### Data for processing
-------------------------

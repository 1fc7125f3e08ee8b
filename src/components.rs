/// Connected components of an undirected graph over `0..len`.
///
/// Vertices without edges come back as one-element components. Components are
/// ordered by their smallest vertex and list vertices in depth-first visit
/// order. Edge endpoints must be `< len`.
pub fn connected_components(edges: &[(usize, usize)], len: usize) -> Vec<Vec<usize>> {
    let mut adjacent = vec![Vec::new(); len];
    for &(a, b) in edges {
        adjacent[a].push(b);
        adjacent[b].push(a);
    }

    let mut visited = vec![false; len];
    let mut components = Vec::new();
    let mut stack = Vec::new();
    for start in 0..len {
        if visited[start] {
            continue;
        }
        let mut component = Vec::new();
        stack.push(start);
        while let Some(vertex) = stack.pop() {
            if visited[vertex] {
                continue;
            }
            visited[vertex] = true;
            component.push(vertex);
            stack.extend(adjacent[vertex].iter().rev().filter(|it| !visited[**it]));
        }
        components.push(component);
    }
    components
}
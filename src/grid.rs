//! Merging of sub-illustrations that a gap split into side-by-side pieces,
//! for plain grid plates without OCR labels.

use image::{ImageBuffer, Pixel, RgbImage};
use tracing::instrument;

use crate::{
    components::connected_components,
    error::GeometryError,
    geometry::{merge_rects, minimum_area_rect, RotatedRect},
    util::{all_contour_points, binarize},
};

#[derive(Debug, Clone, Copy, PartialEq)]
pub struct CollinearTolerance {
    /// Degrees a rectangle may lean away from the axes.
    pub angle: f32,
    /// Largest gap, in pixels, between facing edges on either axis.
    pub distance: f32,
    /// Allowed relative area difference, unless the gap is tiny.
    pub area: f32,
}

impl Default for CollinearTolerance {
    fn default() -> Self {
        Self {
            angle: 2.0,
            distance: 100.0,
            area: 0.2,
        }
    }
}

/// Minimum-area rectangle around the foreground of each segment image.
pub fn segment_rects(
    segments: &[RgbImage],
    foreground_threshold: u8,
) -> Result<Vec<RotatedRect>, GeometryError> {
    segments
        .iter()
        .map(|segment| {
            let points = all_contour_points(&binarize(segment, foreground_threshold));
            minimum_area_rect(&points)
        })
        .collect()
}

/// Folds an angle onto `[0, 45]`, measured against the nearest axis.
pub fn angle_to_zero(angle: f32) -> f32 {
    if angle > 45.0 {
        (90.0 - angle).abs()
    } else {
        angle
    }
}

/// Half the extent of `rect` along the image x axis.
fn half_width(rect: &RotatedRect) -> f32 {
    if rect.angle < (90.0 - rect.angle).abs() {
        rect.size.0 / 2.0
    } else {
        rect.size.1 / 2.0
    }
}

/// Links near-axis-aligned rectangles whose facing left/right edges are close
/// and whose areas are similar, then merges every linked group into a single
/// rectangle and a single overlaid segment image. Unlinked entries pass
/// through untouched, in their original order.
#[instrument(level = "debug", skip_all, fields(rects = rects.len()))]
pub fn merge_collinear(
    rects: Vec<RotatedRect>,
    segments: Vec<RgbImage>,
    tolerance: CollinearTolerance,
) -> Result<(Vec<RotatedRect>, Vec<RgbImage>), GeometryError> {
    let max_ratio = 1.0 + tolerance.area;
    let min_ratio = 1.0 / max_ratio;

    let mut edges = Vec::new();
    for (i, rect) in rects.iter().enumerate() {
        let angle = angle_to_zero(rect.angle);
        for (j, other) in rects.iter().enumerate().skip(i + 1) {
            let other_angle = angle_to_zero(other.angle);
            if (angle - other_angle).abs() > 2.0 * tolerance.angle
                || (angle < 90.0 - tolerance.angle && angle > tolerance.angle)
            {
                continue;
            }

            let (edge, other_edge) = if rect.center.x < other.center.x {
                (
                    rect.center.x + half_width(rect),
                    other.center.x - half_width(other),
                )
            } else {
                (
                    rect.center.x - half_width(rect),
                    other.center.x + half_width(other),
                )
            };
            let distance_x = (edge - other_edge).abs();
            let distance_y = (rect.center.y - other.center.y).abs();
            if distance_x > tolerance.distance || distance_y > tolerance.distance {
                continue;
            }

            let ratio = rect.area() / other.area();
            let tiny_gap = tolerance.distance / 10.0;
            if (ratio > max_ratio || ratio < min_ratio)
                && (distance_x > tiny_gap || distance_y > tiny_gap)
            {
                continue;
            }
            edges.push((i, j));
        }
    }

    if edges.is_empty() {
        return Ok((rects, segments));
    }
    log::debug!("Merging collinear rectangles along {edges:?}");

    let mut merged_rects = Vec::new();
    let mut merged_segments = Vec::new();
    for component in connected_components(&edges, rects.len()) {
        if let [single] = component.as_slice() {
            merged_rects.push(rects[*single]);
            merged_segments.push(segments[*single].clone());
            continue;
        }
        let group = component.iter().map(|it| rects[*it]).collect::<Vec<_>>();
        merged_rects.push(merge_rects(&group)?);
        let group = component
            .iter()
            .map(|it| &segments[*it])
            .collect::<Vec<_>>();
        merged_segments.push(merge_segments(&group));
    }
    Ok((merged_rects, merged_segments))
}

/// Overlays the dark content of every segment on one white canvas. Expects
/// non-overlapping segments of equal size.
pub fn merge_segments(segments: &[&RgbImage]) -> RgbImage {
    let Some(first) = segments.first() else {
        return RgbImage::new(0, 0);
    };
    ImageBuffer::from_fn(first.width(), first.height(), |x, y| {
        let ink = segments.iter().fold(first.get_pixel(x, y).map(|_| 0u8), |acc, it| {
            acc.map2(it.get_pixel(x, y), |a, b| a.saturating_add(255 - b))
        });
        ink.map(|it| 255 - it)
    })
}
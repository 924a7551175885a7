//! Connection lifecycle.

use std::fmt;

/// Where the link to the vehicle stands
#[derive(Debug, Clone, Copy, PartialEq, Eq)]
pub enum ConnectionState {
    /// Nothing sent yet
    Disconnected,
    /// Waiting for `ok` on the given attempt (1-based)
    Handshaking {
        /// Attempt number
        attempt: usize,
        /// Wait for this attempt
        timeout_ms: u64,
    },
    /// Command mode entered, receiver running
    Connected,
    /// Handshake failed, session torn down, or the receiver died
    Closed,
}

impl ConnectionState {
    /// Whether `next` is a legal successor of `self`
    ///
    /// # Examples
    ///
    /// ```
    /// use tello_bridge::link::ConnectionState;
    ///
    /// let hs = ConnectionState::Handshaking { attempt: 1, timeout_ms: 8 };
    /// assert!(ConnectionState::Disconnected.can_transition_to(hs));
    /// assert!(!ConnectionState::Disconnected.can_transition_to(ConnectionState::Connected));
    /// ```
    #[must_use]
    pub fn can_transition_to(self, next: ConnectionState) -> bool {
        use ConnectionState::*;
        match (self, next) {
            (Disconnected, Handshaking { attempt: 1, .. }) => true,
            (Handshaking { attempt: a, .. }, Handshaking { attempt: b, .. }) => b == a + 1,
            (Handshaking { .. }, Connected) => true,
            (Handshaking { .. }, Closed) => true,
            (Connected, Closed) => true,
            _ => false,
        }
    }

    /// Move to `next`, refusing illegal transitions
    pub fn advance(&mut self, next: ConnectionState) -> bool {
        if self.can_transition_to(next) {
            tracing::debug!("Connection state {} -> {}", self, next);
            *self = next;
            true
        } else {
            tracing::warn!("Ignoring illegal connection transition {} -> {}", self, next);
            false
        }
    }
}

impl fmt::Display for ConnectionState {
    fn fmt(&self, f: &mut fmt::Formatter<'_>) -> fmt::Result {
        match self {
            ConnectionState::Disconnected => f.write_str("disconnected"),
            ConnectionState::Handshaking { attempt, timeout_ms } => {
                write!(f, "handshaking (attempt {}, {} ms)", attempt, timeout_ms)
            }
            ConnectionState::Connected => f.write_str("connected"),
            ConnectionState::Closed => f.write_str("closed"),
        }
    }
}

-------------------------

### Instructions for the task
Among the lines above, repeat exactly those from the line with "let distance_x = (edge" to the line with "let mut merged_rects = Vec::new();", counting both ends.

### Output below
            let distance_x = (edge - other_edge).abs();
            let distance_y = (rect.center.y - other.center.y).abs();
            if distance_x > tolerance.distance || distance_y > tolerance.distance {
                continue;
            }

            let ratio = rect.area() / other.area();
            let tiny_gap = tolerance.distance / 10.0;
            if (ratio > max_ratio || ratio < min_ratio)
                && (distance_x > tiny_gap || distance_y > tiny_gap)
            {
                continue;
            }
            edges.push((i, j));
        }
    }

    if edges.is_empty() {
        return Ok((rects, segments));
    }
    log::debug!("Merging collinear rectangles along {edges:?}");

    let mut merged_rects = Vec::new();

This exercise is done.